No one is exempt from responsibility when it comes to making our democracy work for everyone. All of us in Oregon’s civil society – including the business and faith communities, philanthropy and the nonprofit sector, and the media and social media personalities – would do well to look in the mirror and examine our own culpability.
Certainly, there are things we wish that all of us had done sooner. But for today, the more important issue is what to do NOW.
We need to call on all of the institutions that make up civil society in each of our municipalities and at the state level to work with our elected leaders to address the threat of anti-democratic movements and political violence. Each municipality and the state as a whole should empower a task force made up of community, business, faith, education, and government leaders whose mandate is to incubate and lift up the most creative solutions to countering hate and political violence.
We need a unified voice and alignment between government and community institutions that commits to de-escalation of physical violence and confrontation among all sectors.
All policies related to democratic practice and management of threats to democratic values should be assembled, reviewed, and assessed for relevance to this moment and opportunity.
City, county, and state elected leaders should develop and enact legislative responses to strengthen inclusive democratic practice. I’ll be back in a future post to share some ideas.
But at the end of the day, these strategies will only succeed if they are grounded in a clear understanding of what we are facing. We are facing a fundamental challenge to inclusive democracy and to everything we value about the Oregon Way.
Anti-democratic movements threaten the values we share as Oregonians. They undermine the rule of law. They endanger our residents and our public servants. And they distract us from addressing the core concerns that face us: a global pandemic, economic recession, unemployment, affordable housing and health care, quality education, and racial equity, to name but a few.

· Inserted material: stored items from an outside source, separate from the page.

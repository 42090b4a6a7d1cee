//! Producer side: turns the registry change feed into queued package jobs.

use crate::blacklist::ConfigStore;
use crate::paths;
use crate::queue::JobQueue;
use crate::registry::{ChangeFeed, FeedError};
use crate::types::{now_unix_ms, short_error, PackageJob};
use anyhow::Context;
use serde::{Deserialize, Serialize};
use std::collections::HashSet;
use std::fs;
use std::path::{Path, PathBuf};
use std::sync::mpsc::{self, RecvTimeoutError};
use std::sync::Arc;
use std::time::Duration;

#[derive(Debug, Clone, Copy, PartialEq, Eq, Serialize, Deserialize)]
struct CursorRecord {
  last_seq: u64,
  updated_at_unix_ms: u64,
}

/// Feed position persisted across restarts in `cursor.toml`.
pub struct CursorStore {
  path: PathBuf,
}

impl CursorStore {
  pub fn new(path: impl Into<PathBuf>) -> Self {
    Self { path: path.into() }
  }

  pub fn at_base(base: &Path) -> Self {
    Self::new(paths::cursor_path(base))
  }

  /// `None` when nothing was saved yet. An unreadable record is moved aside
  /// and also reads as `None`, which re-anchors at the feed head.
  pub fn load(&self) -> anyhow::Result<Option<u64>> {
    if !self.path.exists() {
      return Ok(None);
    }
    let raw = fs::read_to_string(&self.path)
      .with_context(|| format!("read {}", self.path.display()))?;
    match toml::from_str::<CursorRecord>(&raw) {
      Ok(rec) => Ok(Some(rec.last_seq)),
      Err(e) => {
        let backup = self
          .path
          .with_extension(format!("toml.bad-{}", now_unix_ms() / 1000));
        let _ = fs::rename(&self.path, &backup);
        tracing::warn!(
          path = %self.path.display(),
          backup = %backup.display(),
          error = %e,
          "cursor record unreadable; re-anchoring at feed head"
        );
        Ok(None)
      }
    }
  }

  pub fn save(&self, seq: u64) -> anyhow::Result<()> {
    let rec = CursorRecord {
      last_seq: seq,
      updated_at_unix_ms: now_unix_ms(),
    };
    let raw = toml::to_string_pretty(&rec).context("serialize cursor")?;
    paths::write_atomic(&self.path, raw.as_bytes())
  }
}

#[derive(Debug, Clone, PartialEq, Eq)]
pub enum PollOutcome {
  /// First run: cursor placed at the feed head, nothing enqueued.
  Anchored { seq: u64 },
  Batch {
    enqueued: usize,
    deleted: usize,
    blacklisted: usize,
    duplicates: usize,
    cursor: u64,
  },
  /// The feed no longer recognises the cursor; it was moved back.
  Reset { from: u64, to: u64 },
  /// Nothing changed; retried on the next interval.
  Failed(String),
}

pub struct Poller {
  feed: Arc<dyn ChangeFeed>,
  queue: Arc<dyn JobQueue>,
  blacklist: Arc<dyn ConfigStore>,
  cursor: CursorStore,
  limit: u32,
}

impl Poller {
  pub fn new(
    feed: Arc<dyn ChangeFeed>,
    queue: Arc<dyn JobQueue>,
    blacklist: Arc<dyn ConfigStore>,
    cursor: CursorStore,
    limit: u32,
  ) -> Self {
    Self {
      feed,
      queue,
      blacklist,
      cursor,
      limit: limit.max(1),
    }
  }

  /// Sequential loop: wait one interval, poll, repeat. A message on
  /// `stop_rx` or a dropped sender ends it.
  pub fn run(&self, stop_rx: mpsc::Receiver<()>, interval: Duration) {
    tracing::info!(interval_ms = interval.as_millis() as u64, limit = self.limit, "feed poller started");
    loop {
      match stop_rx.recv_timeout(interval) {
        Ok(()) | Err(RecvTimeoutError::Disconnected) => break,
        Err(RecvTimeoutError::Timeout) => {}
      }
      self.poll_once();
    }
    tracing::info!("feed poller exiting");
  }

  pub fn poll_once(&self) -> PollOutcome {
    let since = match self.cursor.load() {
      Ok(Some(seq)) => seq,
      Ok(None) => return self.anchor(),
      Err(e) => return failed("load cursor", &e),
    };

    // Re-read every cycle so admin changes apply without a restart.
    let blacklist = match self.blacklist.get() {
      Ok(b) => b,
      Err(e) => return failed("read blacklist", &e),
    };

    let page = match self.feed.changes_since(since, self.limit) {
      Ok(page) => page,
      Err(FeedError::CursorRejected { status, .. }) => {
        tracing::warn!(cursor = since, status, "feed rejected cursor; restarting from 0");
        return self.reset(since, 0);
      }
      Err(e) => return failed("fetch changes", &anyhow::Error::from(e)),
    };

    if let Some(last) = page.last_seq {
      if last < since {
        tracing::warn!(cursor = since, last_seq = last, "feed sequence went backwards; moving cursor back");
        return self.reset(since, last);
      }
    }

    let mut seen = HashSet::new();
    let (mut enqueued, mut deleted, mut blacklisted, mut duplicates) = (0, 0, 0, 0);
    for ev in &page.events {
      if ev.deleted {
        deleted += 1;
        continue;
      }
      if let Some(author) = ev.author_name.as_deref() {
        if blacklist.is_blacklisted(author) {
          tracing::debug!(package = %ev.package_name, author = %author, "skipping blacklisted author");
          blacklisted += 1;
          continue;
        }
      }
      if !seen.insert(ev.package_name.as_str()) {
        duplicates += 1;
        continue;
      }
      if let Err(e) = self.queue.enqueue(PackageJob::new(ev.package_name.clone())) {
        // Cursor stays put; jobs already queued collapse on the retry.
        return failed("enqueue job", &e);
      }
      enqueued += 1;
    }

    let cursor = page
      .last_seq
      .or_else(|| page.events.iter().map(|e| e.seq).max())
      .unwrap_or(since)
      .max(since);
    if cursor != since {
      if let Err(e) = self.cursor.save(cursor) {
        return failed("save cursor", &e);
      }
    }

    if enqueued > 0 || !page.events.is_empty() {
      tracing::info!(
        events = page.events.len(),
        enqueued,
        deleted,
        blacklisted,
        duplicates,
        cursor,
        "feed batch processed"
      );
    }
    PollOutcome::Batch {
      enqueued,
      deleted,
      blacklisted,
      duplicates,
      cursor,
    }
  }

  fn anchor(&self) -> PollOutcome {
    let head = match self.feed.head() {
      Ok(seq) => seq,
      Err(e) => return failed("fetch feed head", &anyhow::Error::from(e)),
    };
    if let Err(e) = self.cursor.save(head) {
      return failed("save cursor", &e);
    }
    tracing::info!(seq = head, "no saved cursor; starting at feed head");
    PollOutcome::Anchored { seq: head }
  }

  fn reset(&self, from: u64, to: u64) -> PollOutcome {
    if let Err(e) = self.cursor.save(to) {
      return failed("save cursor", &e);
    }
    PollOutcome::Reset { from, to }
  }
}

fn failed(step: &str, e: &anyhow::Error) -> PollOutcome {
  let reason = short_error(e);
  tracing::warn!(step, error = %reason, "poll cycle failed; retrying next interval");
  PollOutcome::Failed(reason)
}

#[cfg(test)]
mod tests {
  use super::*;
  use crate::blacklist::{add_author, remove_author, MemoryConfigStore};
  use crate::http::HttpError;
  use crate::queue::{Delivery, RetryOutcome};
  use crate::registry::schema::ChangesResponse;
  use crate::registry::ChangesPage;
  use crate::types::ChangeEvent;
  use std::collections::VecDeque;
  use std::sync::Mutex;

  #[derive(Default)]
  struct FakeFeed {
    head: u64,
    pages: Mutex<VecDeque<Result<ChangesPage, FeedError>>>,
    asked: Mutex<Vec<u64>>,
  }

  impl FakeFeed {
    fn push(&self, page: Result<ChangesPage, FeedError>) {
      self.pages.lock().unwrap().push_back(page);
    }
  }

  impl ChangeFeed for FakeFeed {
    fn head(&self) -> Result<u64, FeedError> {
      Ok(self.head)
    }

    fn changes_since(&self, since: u64, _limit: u32) -> Result<ChangesPage, FeedError> {
      self.asked.lock().unwrap().push(since);
      self.pages.lock().unwrap().pop_front().unwrap_or_else(|| {
        Ok(ChangesPage {
          events: Vec::new(),
          last_seq: None,
        })
      })
    }
  }

  #[derive(Default)]
  struct RecordingQueue {
    jobs: Mutex<Vec<String>>,
  }

  impl JobQueue for RecordingQueue {
    fn enqueue(&self, job: PackageJob) -> anyhow::Result<()> {
      self.jobs.lock().unwrap().push(job.package_name);
      Ok(())
    }

    fn consume(&self, _wait: Duration) -> anyhow::Result<Option<Delivery>> {
      Ok(None)
    }

    fn ack(&self, _delivery: &Delivery) -> anyhow::Result<()> {
      Ok(())
    }

    fn retry_later(&self, _delivery: &Delivery, _reason: &str) -> anyhow::Result<RetryOutcome> {
      Ok(RetryOutcome::PermanentlyFailed)
    }
  }

  fn ev(seq: u64, name: &str, author: Option<&str>, deleted: bool) -> ChangeEvent {
    ChangeEvent {
      seq,
      package_name: name.to_string(),
      author_name: author.map(str::to_string),
      deleted,
    }
  }

  fn page(events: Vec<ChangeEvent>, last_seq: Option<u64>) -> Result<ChangesPage, FeedError> {
    Ok(ChangesPage { events, last_seq })
  }

  struct Harness {
    _tmp: tempfile::TempDir,
    feed: Arc<FakeFeed>,
    queue: Arc<RecordingQueue>,
    blacklist: Arc<MemoryConfigStore>,
    cursor_path: PathBuf,
    poller: Poller,
  }

  fn harness(start: Option<u64>, head: u64) -> Harness {
    let tmp = tempfile::tempdir().unwrap();
    let cursor_path = paths::cursor_path(tmp.path());
    if let Some(seq) = start {
      CursorStore::new(&cursor_path).save(seq).unwrap();
    }
    let feed = Arc::new(FakeFeed {
      head,
      ..FakeFeed::default()
    });
    let queue = Arc::new(RecordingQueue::default());
    let blacklist = Arc::new(MemoryConfigStore::default());
    let poller = Poller::new(
      feed.clone(),
      queue.clone(),
      blacklist.clone(),
      CursorStore::new(&cursor_path),
      100,
    );
    Harness {
      _tmp: tmp,
      feed,
      queue,
      blacklist,
      cursor_path,
      poller,
    }
  }

  impl Harness {
    fn cursor(&self) -> Option<u64> {
      CursorStore::new(&self.cursor_path).load().unwrap()
    }

    fn jobs(&self) -> Vec<String> {
      self.queue.jobs.lock().unwrap().clone()
    }
  }

  #[test]
  fn first_run_anchors_at_head_without_enqueueing() {
    let h = harness(None, 9_000);
    assert_eq!(h.poller.poll_once(), PollOutcome::Anchored { seq: 9_000 });
    assert_eq!(h.cursor(), Some(9_000));
    assert!(h.feed.asked.lock().unwrap().is_empty());
    assert!(h.jobs().is_empty());
  }

  #[test]
  fn cursor_advances_past_skipped_entries() {
    let h = harness(Some(10), 0);
    add_author(h.blacklist.as_ref(), "mallory").unwrap();
    h.feed.push(page(
      vec![
        ev(11, "a", Some("alice"), false),
        ev(12, "gone", None, true),
        ev(13, "bad", Some("mallory"), false),
        ev(14, "a", Some("alice"), false),
        ev(15, "b", None, false),
      ],
      Some(15),
    ));

    let out = h.poller.poll_once();
    assert_eq!(
      out,
      PollOutcome::Batch {
        enqueued: 2,
        deleted: 1,
        blacklisted: 1,
        duplicates: 1,
        cursor: 15
      }
    );
    assert_eq!(h.jobs(), vec!["a".to_string(), "b".to_string()]);
    assert_eq!(h.cursor(), Some(15));
  }

  #[test]
  fn cursor_uses_last_event_when_feed_sends_no_last_seq() {
    let h = harness(Some(10), 0);
    h.feed.push(page(vec![ev(12, "gone", None, true), ev(17, "x", None, true)], None));
    h.poller.poll_once();
    assert_eq!(h.cursor(), Some(17));
    assert!(h.jobs().is_empty());
  }

  #[test]
  fn malformed_feed_row_does_not_stall_the_cursor() {
    let h = harness(Some(10), 0);
    let raw: ChangesResponse = serde_json::from_value(serde_json::json!({
      "results": [{"seq": 10, "id": "ok-pkg"}, {"seq": 11, "id": null}],
      "last_seq": 11
    }))
    .unwrap();
    h.feed.push(Ok(raw.into_page()));

    match h.poller.poll_once() {
      PollOutcome::Batch { enqueued, cursor, .. } => {
        assert_eq!(enqueued, 1);
        assert_eq!(cursor, 11);
      }
      other => panic!("unexpected outcome {other:?}"),
    }
    assert_eq!(h.jobs(), vec!["ok-pkg".to_string()]);
    assert_eq!(h.cursor(), Some(11));

    h.poller.poll_once();
    assert_eq!(*h.feed.asked.lock().unwrap(), vec![10, 11]);
  }

  #[test]
  fn unblacklisting_is_seen_on_the_next_poll() {
    let h = harness(Some(0), 0);
    add_author(h.blacklist.as_ref(), "mallory").unwrap();
    h.feed.push(page(vec![ev(1, "p1", Some("mallory"), false)], Some(1)));
    h.poller.poll_once();
    assert!(h.jobs().is_empty());

    remove_author(h.blacklist.as_ref(), "mallory").unwrap();
    h.feed.push(page(vec![ev(2, "p2", Some("mallory"), false)], Some(2)));
    h.poller.poll_once();
    assert_eq!(h.jobs(), vec!["p2".to_string()]);
  }

  #[test]
  fn http_failure_leaves_cursor_untouched() {
    let h = harness(Some(42), 0);
    h.feed.push(Err(FeedError::Http(HttpError::Timeout {
      label: "changes".to_string(),
    })));
    assert!(matches!(h.poller.poll_once(), PollOutcome::Failed(r) if r.contains("request timeout")));
    assert_eq!(h.cursor(), Some(42));

    h.feed.push(page(vec![ev(43, "later", None, false)], Some(43)));
    h.poller.poll_once();
    assert_eq!(*h.feed.asked.lock().unwrap(), vec![42, 42]);
    assert_eq!(h.cursor(), Some(43));
  }

  #[test]
  fn regression_moves_cursor_back_to_feed_last_seq() {
    let h = harness(Some(500), 0);
    h.feed.push(page(Vec::new(), Some(120)));
    assert_eq!(h.poller.poll_once(), PollOutcome::Reset { from: 500, to: 120 });
    assert_eq!(h.cursor(), Some(120));
  }

  #[test]
  fn rejected_cursor_resets_to_zero() {
    let h = harness(Some(500), 0);
    h.feed.push(Err(FeedError::CursorRejected { since: 500, status: 400 }));
    assert_eq!(h.poller.poll_once(), PollOutcome::Reset { from: 500, to: 0 });
    assert_eq!(h.cursor(), Some(0));
  }

  #[test]
  fn corrupt_cursor_re_anchors() {
    let h = harness(None, 77);
    fs::write(&h.cursor_path, "last_seq = \"nope").unwrap();
    assert_eq!(h.poller.poll_once(), PollOutcome::Anchored { seq: 77 });
    assert_eq!(h.cursor(), Some(77));
  }

  #[test]
  fn run_stops_when_sender_is_dropped() {
    let h = harness(Some(0), 0);
    let (tx, rx) = mpsc::channel::<()>();
    drop(tx);
    h.poller.run(rx, Duration::from_millis(1));
  }
}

I come to this as someone who has been on both the receiving end and the giving end of political violence. I’ve been the target of hate crimes many times in my life. I understand the survival instinct of fear. There were years that I believed it was a good idea to get into direct, physical confrontations with Nazis and other white nationalists. That’s how I felt at the time.

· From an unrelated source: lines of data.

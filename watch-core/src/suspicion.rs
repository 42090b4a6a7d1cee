//! Heuristic scoring of lifecycle script command text.
//!
//! Every category is independent: a command collects the weight of each
//! category it trips, with no cap and no mutual exclusion.

use regex::Regex;
use std::sync::OnceLock;

/// Scores at or above this are treated as high confidence by the issue
/// tracker gate. Chat channels ignore it.
pub const HIGH_CONFIDENCE_SCORE: u32 = 10;

#[derive(Debug, Clone, Copy)]
enum Trigger {
  Any(&'static [&'static str]),
  AllOf(&'static str, &'static [&'static str]),
  Ipv4Literal,
}

#[derive(Debug, Clone, Copy)]
pub struct Category {
  pub id: &'static str,
  pub title: &'static str,
  pub weight: u32,
  trigger: Trigger,
}

pub const CATEGORIES: &[Category] = &[
  Category {
    id: "shell_pipe",
    title: "Direct pipe into a shell",
    weight: 15,
    trigger: Trigger::Any(&["| bash", "| sh", "| zsh"]),
  },
  Category {
    id: "downloader",
    title: "Downloader invocation",
    weight: 8,
    trigger: Trigger::Any(&["curl ", "wget "]),
  },
  Category {
    id: "shell_interpreter",
    title: "Windows shell interpreter",
    weight: 5,
    trigger: Trigger::Any(&["cmd.exe", "powershell"]),
  },
  Category {
    id: "dynamic_eval",
    title: "Dynamic evaluation",
    weight: 5,
    trigger: Trigger::Any(&["eval(", "exec("]),
  },
  Category {
    id: "one_liner",
    title: "Scripting one-liner",
    weight: 5,
    trigger: Trigger::Any(&["python -c", "perl -e", "node -e"]),
  },
  Category {
    id: "base64",
    title: "Obfuscation marker",
    weight: 4,
    trigger: Trigger::Any(&["base64"]),
  },
  Category {
    id: "ipv4_literal",
    title: "Literal IPv4 address",
    weight: 8,
    trigger: Trigger::Ipv4Literal,
  },
  Category {
    id: "destructive_delete",
    title: "Recursive delete of a path",
    weight: 3,
    trigger: Trigger::AllOf("rm -rf", &["/", "~"]),
  },
  Category {
    id: "network_recon",
    title: "Network reconnaissance",
    weight: 2,
    trigger: Trigger::Any(&["nslookup", "dig ", "ping "]),
  },
  Category {
    id: "host_recon",
    title: "Host identity reconnaissance",
    weight: 2,
    trigger: Trigger::Any(&["whoami", "hostname", "uname"]),
  },
  Category {
    id: "id_query",
    title: "Numeric user/group id query",
    weight: 2,
    trigger: Trigger::AllOf("id", &[" -u", " -g"]),
  },
  Category {
    id: "env_dump",
    title: "Environment dump",
    weight: 5,
    trigger: Trigger::Any(&["env", "printenv"]),
  },
  Category {
    id: "dev_identity",
    title: "Developer identity probe",
    weight: 4,
    trigger: Trigger::Any(&["git config", "npm whoami", "npm config"]),
  },
  Category {
    id: "cloud_credentials",
    title: "Cloud credential probe",
    weight: 8,
    trigger: Trigger::Any(&["aws configure", "gcloud config", "az account"]),
  },
  Category {
    id: "system_credentials",
    title: "System credential files",
    weight: 10,
    trigger: Trigger::Any(&["/etc/passwd", "/etc/shadow"]),
  },
  Category {
    id: "user_secrets",
    title: "User secret files",
    weight: 10,
    trigger: Trigger::Any(&[".ssh/", ".bash_history"]),
  },
];

fn ipv4_pattern() -> &'static Regex {
  static RE: OnceLock<Regex> = OnceLock::new();
  // Constant pattern; compiling it cannot fail.
  RE.get_or_init(|| Regex::new(r"\d{1,3}\.\d{1,3}\.\d{1,3}\.\d{1,3}").expect("ipv4 pattern"))
}

impl Category {
  fn matches(&self, original: &str, lower: &str) -> bool {
    match self.trigger {
      Trigger::Any(needles) => needles.iter().any(|n| lower.contains(n)),
      Trigger::AllOf(required, any_of) => {
        lower.contains(required) && any_of.iter().any(|n| lower.contains(n))
      }
      Trigger::Ipv4Literal => ipv4_pattern().is_match(original),
    }
  }
}

/// Categories tripped by `cmd`, in table order.
pub fn matched_categories(cmd: Option<&str>) -> Vec<&'static Category> {
  let Some(cmd) = cmd.filter(|c| !c.is_empty()) else {
    return Vec::new();
  };
  let lower = cmd.to_lowercase();
  CATEGORIES
    .iter()
    .filter(|c| c.matches(cmd, &lower))
    .collect()
}

pub fn score(cmd: Option<&str>) -> u32 {
  matched_categories(cmd).iter().map(|c| c.weight).sum()
}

Today I choose instead to feel for those on both the right and the left and everyone in between who feels marginalized, disenfranchised by a system, or perceives a system to be rigged against them.
I feel for our first responders who can’t afford to live in the cities they serve, who are worn out by multiple crises. I feel for the elected officials who are facing death threats, and get far more critique than real partnership and support. I feel for those physically brutalized on the streets of Portland by government forces and vigilantes for merely demanding an inclusive community free of racism.
I have come to believe that this isn’t about left or right or conservative or liberal. It’s about centering the needs and values of my entire community, over the desires of any imperfect ideology. I choose to learn to care more about the common good than who’s right or wrong.
That’s what I believe is true for the majority of Oregonians, regardless of party. My hope is that by offering this framework, the Republican Party in Oregon – and all of us – can create a path back to the Oregon Way.